__Given data__
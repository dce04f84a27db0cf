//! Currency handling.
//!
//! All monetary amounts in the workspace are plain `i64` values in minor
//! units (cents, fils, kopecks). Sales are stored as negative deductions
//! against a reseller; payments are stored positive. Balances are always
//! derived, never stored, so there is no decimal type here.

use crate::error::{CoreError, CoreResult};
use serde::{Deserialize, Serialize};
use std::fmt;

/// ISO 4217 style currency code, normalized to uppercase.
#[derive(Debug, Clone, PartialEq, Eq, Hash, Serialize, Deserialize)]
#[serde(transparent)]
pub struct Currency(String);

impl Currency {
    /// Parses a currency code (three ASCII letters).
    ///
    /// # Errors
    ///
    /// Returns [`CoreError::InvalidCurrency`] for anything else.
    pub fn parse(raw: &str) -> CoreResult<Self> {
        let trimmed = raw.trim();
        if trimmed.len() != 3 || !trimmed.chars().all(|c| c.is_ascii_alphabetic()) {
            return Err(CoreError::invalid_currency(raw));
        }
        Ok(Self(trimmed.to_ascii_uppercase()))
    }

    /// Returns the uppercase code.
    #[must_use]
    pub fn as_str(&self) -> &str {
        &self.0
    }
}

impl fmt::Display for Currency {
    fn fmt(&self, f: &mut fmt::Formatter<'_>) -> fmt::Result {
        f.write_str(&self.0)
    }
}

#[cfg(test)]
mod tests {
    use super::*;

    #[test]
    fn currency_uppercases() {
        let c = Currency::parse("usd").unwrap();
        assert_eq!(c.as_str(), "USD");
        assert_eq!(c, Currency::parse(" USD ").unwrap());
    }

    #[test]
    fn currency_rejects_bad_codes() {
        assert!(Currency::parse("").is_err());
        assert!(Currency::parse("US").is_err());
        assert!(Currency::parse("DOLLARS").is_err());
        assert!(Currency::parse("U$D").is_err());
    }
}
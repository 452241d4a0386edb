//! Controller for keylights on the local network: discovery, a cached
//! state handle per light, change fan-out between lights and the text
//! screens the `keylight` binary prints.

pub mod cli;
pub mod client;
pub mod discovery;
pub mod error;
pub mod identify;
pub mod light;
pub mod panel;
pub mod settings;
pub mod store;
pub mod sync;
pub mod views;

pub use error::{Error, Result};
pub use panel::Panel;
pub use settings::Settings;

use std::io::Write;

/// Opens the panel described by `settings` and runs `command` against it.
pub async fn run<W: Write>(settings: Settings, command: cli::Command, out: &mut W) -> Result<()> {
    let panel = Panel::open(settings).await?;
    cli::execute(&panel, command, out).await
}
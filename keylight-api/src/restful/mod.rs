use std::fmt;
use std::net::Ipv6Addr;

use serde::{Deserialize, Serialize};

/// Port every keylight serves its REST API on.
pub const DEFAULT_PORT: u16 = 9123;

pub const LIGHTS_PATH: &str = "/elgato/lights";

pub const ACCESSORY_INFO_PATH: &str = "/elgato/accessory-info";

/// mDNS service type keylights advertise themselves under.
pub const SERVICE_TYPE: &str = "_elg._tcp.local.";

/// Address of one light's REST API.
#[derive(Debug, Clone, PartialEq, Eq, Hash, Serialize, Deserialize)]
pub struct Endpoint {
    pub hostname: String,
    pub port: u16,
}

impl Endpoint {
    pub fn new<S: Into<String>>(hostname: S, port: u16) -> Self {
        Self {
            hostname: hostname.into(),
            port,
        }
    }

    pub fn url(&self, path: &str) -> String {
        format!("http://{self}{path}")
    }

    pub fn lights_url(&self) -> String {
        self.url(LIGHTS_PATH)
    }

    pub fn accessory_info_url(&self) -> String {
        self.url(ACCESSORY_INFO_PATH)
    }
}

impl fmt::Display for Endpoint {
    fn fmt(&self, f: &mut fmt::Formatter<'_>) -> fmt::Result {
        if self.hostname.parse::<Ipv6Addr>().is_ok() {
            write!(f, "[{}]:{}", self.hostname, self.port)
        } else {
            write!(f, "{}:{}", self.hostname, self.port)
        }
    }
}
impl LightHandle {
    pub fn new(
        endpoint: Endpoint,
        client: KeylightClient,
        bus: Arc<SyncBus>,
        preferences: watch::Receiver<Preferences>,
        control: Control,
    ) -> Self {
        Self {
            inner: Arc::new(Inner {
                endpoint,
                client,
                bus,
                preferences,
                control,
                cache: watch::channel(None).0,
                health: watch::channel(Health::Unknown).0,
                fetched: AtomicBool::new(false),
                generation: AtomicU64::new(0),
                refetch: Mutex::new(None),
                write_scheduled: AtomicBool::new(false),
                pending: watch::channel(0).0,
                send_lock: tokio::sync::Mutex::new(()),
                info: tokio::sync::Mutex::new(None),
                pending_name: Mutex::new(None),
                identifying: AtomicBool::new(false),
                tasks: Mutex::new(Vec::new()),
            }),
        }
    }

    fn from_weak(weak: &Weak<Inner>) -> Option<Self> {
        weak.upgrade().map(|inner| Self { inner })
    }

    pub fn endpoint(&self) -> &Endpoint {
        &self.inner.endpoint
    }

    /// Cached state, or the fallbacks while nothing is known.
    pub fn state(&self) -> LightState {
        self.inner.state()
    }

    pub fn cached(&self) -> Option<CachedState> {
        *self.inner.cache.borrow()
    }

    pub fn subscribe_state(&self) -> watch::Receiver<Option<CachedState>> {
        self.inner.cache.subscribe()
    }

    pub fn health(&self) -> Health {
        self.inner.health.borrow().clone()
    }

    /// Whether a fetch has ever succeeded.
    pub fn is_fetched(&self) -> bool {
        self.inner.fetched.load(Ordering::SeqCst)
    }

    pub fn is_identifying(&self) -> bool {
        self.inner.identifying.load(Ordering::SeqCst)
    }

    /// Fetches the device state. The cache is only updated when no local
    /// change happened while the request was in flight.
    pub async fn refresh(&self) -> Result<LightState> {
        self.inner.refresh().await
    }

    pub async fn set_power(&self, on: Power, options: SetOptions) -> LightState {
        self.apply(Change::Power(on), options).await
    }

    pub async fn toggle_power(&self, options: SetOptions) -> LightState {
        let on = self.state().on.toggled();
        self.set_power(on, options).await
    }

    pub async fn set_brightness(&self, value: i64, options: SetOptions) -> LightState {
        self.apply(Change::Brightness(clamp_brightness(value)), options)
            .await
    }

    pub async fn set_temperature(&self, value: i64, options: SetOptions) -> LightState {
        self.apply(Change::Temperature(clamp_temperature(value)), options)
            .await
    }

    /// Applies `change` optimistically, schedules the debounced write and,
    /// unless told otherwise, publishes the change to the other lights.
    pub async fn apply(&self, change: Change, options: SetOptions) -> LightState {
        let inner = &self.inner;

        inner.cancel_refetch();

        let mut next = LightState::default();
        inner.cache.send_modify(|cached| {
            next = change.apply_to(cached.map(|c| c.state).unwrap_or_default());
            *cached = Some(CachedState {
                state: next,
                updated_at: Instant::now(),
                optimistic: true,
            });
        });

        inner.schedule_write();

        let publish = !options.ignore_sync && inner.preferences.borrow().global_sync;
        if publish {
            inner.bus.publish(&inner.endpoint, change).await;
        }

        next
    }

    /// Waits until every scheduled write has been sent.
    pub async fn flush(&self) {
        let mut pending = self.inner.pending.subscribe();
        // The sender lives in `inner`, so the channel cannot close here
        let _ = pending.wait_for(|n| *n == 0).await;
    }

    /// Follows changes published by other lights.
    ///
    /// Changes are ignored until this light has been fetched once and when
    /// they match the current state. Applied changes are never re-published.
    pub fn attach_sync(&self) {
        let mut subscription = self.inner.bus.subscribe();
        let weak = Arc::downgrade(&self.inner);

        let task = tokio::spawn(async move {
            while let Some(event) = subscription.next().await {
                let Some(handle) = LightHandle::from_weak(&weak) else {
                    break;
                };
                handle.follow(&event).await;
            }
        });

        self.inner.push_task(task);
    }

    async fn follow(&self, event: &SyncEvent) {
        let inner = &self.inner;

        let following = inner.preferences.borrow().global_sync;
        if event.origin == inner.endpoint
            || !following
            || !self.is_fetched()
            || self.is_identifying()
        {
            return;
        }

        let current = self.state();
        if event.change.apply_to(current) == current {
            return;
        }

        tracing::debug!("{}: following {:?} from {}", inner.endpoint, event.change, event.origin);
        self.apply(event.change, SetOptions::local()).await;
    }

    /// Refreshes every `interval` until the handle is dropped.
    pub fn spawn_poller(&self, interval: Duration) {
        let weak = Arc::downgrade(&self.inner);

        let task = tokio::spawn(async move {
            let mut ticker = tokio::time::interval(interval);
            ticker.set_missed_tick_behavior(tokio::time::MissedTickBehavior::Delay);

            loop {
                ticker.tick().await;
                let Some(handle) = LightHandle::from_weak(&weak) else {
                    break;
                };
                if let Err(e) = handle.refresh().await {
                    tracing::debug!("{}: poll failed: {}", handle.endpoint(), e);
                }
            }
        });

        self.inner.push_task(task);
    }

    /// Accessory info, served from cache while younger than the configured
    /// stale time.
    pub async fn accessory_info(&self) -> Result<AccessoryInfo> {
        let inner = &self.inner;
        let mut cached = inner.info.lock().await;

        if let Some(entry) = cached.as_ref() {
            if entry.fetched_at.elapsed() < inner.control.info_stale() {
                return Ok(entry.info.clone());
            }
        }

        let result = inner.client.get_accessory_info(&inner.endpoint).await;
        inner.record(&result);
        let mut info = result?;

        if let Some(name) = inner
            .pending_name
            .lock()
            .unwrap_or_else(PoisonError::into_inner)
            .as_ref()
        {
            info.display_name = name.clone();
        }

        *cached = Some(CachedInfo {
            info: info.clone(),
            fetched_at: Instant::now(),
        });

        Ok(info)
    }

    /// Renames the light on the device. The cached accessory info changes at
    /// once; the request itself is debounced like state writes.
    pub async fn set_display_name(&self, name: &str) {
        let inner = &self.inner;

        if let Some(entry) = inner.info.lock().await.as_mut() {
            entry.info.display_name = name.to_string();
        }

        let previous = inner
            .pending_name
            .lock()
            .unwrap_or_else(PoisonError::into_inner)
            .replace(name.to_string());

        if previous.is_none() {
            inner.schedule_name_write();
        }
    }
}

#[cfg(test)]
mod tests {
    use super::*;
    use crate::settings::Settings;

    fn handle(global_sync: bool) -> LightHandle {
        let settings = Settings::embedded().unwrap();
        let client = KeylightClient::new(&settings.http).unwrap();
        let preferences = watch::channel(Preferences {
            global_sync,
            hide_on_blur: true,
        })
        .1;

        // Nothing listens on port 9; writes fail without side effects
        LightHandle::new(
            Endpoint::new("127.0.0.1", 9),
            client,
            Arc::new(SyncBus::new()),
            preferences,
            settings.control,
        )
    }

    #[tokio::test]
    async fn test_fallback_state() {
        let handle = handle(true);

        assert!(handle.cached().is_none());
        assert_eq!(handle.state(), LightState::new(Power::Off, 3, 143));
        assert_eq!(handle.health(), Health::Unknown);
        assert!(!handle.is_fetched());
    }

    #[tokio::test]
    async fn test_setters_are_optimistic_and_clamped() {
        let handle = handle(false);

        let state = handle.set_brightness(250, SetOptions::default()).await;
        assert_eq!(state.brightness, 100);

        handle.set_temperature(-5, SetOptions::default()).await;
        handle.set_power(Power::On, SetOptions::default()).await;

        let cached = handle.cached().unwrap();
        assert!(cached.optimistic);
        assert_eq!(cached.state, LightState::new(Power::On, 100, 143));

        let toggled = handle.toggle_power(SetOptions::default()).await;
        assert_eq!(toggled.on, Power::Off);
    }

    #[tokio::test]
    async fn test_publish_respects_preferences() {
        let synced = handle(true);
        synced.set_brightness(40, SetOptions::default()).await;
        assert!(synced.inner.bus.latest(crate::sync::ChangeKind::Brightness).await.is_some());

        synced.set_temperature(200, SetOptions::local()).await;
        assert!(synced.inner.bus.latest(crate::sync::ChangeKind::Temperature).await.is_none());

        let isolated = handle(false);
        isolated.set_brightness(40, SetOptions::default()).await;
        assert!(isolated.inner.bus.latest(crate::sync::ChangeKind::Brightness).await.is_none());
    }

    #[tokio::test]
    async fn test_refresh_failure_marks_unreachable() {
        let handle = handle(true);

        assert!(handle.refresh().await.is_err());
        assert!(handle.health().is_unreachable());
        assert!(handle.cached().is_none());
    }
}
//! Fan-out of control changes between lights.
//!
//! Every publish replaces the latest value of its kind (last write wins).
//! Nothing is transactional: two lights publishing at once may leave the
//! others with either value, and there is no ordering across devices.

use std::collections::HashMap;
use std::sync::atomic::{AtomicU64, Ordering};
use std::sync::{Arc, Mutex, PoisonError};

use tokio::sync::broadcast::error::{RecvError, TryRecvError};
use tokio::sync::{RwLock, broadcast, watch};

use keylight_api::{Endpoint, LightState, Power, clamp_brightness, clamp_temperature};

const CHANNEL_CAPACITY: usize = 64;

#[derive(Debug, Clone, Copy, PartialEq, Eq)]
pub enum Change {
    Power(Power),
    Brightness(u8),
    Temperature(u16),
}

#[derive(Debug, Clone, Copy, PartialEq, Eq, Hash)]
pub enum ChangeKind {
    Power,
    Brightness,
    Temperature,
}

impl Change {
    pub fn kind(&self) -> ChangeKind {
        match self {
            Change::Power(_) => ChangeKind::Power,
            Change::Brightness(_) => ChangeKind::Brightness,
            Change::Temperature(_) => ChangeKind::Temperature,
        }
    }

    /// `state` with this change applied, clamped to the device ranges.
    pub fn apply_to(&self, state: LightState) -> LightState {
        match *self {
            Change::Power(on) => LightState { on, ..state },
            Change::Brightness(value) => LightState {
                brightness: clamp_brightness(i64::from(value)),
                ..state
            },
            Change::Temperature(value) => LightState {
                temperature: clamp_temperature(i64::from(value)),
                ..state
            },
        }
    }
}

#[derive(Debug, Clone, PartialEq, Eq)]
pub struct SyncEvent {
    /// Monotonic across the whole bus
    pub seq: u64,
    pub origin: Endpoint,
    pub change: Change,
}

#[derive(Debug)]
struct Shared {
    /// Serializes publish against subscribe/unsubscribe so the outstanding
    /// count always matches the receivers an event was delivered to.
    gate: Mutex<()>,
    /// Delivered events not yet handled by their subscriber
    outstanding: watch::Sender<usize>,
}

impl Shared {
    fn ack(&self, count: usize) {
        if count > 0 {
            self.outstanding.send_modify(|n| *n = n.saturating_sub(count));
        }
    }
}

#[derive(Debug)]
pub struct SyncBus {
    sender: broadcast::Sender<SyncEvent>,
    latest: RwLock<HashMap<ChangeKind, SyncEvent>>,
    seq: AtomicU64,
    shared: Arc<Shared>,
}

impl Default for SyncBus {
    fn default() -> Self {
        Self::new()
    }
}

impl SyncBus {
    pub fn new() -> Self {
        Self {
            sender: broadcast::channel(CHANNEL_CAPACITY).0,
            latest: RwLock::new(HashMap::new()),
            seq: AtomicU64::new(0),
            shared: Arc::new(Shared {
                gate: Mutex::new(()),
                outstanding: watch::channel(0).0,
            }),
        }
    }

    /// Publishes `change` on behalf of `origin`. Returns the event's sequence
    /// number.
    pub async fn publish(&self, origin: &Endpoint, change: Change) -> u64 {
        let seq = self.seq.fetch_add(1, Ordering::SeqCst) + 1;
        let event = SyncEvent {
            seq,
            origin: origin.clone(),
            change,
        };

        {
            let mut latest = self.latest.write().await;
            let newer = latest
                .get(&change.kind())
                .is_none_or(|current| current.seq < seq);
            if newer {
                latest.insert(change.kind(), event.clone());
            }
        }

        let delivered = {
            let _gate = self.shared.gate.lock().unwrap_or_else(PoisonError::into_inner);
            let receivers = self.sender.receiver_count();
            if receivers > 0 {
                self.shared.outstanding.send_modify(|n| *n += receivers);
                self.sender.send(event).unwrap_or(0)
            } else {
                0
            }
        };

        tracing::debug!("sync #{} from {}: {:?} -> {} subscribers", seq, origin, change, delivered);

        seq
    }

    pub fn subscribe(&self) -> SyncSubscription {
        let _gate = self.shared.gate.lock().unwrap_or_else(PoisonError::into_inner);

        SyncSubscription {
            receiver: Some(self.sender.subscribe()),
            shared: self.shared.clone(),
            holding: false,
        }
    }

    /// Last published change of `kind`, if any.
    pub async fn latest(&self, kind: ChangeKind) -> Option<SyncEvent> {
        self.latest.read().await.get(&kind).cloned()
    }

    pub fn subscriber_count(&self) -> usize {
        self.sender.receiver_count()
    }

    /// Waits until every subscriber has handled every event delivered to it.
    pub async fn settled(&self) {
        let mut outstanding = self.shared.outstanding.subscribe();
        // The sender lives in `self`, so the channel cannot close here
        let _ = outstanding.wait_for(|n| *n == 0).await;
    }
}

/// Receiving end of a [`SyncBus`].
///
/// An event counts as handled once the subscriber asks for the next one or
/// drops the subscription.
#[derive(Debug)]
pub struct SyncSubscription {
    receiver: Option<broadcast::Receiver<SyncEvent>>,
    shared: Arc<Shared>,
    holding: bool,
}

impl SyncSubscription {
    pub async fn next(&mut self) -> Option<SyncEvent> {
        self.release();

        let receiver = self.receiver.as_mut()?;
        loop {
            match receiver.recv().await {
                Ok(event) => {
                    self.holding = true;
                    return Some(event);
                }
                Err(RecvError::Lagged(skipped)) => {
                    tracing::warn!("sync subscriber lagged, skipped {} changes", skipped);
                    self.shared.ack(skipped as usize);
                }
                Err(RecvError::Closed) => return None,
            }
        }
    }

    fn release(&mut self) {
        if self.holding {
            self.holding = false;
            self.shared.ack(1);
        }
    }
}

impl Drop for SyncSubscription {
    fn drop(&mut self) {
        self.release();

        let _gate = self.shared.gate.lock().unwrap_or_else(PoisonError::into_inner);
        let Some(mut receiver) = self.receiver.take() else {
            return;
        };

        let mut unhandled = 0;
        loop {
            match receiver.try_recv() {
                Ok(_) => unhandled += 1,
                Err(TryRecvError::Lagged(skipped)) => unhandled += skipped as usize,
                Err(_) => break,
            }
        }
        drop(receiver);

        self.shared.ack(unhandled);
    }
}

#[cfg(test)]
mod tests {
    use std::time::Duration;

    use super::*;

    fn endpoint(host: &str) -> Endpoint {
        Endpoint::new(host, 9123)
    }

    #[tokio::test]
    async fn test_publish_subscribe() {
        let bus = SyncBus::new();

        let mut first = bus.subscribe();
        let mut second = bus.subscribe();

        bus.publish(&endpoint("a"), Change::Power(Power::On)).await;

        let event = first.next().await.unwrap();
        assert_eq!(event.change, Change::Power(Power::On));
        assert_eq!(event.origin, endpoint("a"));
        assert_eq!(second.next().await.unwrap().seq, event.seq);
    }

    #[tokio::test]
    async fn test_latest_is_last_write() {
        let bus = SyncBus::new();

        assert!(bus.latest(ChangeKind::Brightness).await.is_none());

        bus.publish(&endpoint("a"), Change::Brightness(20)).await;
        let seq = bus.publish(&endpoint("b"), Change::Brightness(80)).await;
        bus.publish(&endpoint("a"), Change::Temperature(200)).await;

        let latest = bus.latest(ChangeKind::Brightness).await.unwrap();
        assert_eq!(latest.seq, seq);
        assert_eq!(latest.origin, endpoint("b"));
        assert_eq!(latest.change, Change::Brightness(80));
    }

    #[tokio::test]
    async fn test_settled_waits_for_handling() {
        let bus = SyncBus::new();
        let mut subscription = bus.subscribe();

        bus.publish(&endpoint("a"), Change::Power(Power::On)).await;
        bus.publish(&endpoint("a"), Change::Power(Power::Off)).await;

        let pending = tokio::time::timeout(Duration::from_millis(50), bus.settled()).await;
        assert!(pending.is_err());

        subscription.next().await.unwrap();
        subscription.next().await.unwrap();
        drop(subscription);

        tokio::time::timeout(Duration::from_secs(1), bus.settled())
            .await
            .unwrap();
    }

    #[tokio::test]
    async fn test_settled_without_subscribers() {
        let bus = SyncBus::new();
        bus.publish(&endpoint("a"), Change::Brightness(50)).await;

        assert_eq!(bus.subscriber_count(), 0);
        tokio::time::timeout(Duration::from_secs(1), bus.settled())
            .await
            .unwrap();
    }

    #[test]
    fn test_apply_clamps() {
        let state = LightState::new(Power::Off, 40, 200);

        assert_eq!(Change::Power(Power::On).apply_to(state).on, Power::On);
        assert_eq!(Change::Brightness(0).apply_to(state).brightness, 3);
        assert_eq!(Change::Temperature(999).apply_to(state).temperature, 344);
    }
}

__Requirement__
Please copy each line of the material that contains the word "receivers".

__Output for this task__
    /// count always matches the receivers an event was delivered to.
            let receivers = self.sender.receiver_count();
            if receivers > 0 {
                self.shared.outstanding.send_modify(|n| *n += receivers);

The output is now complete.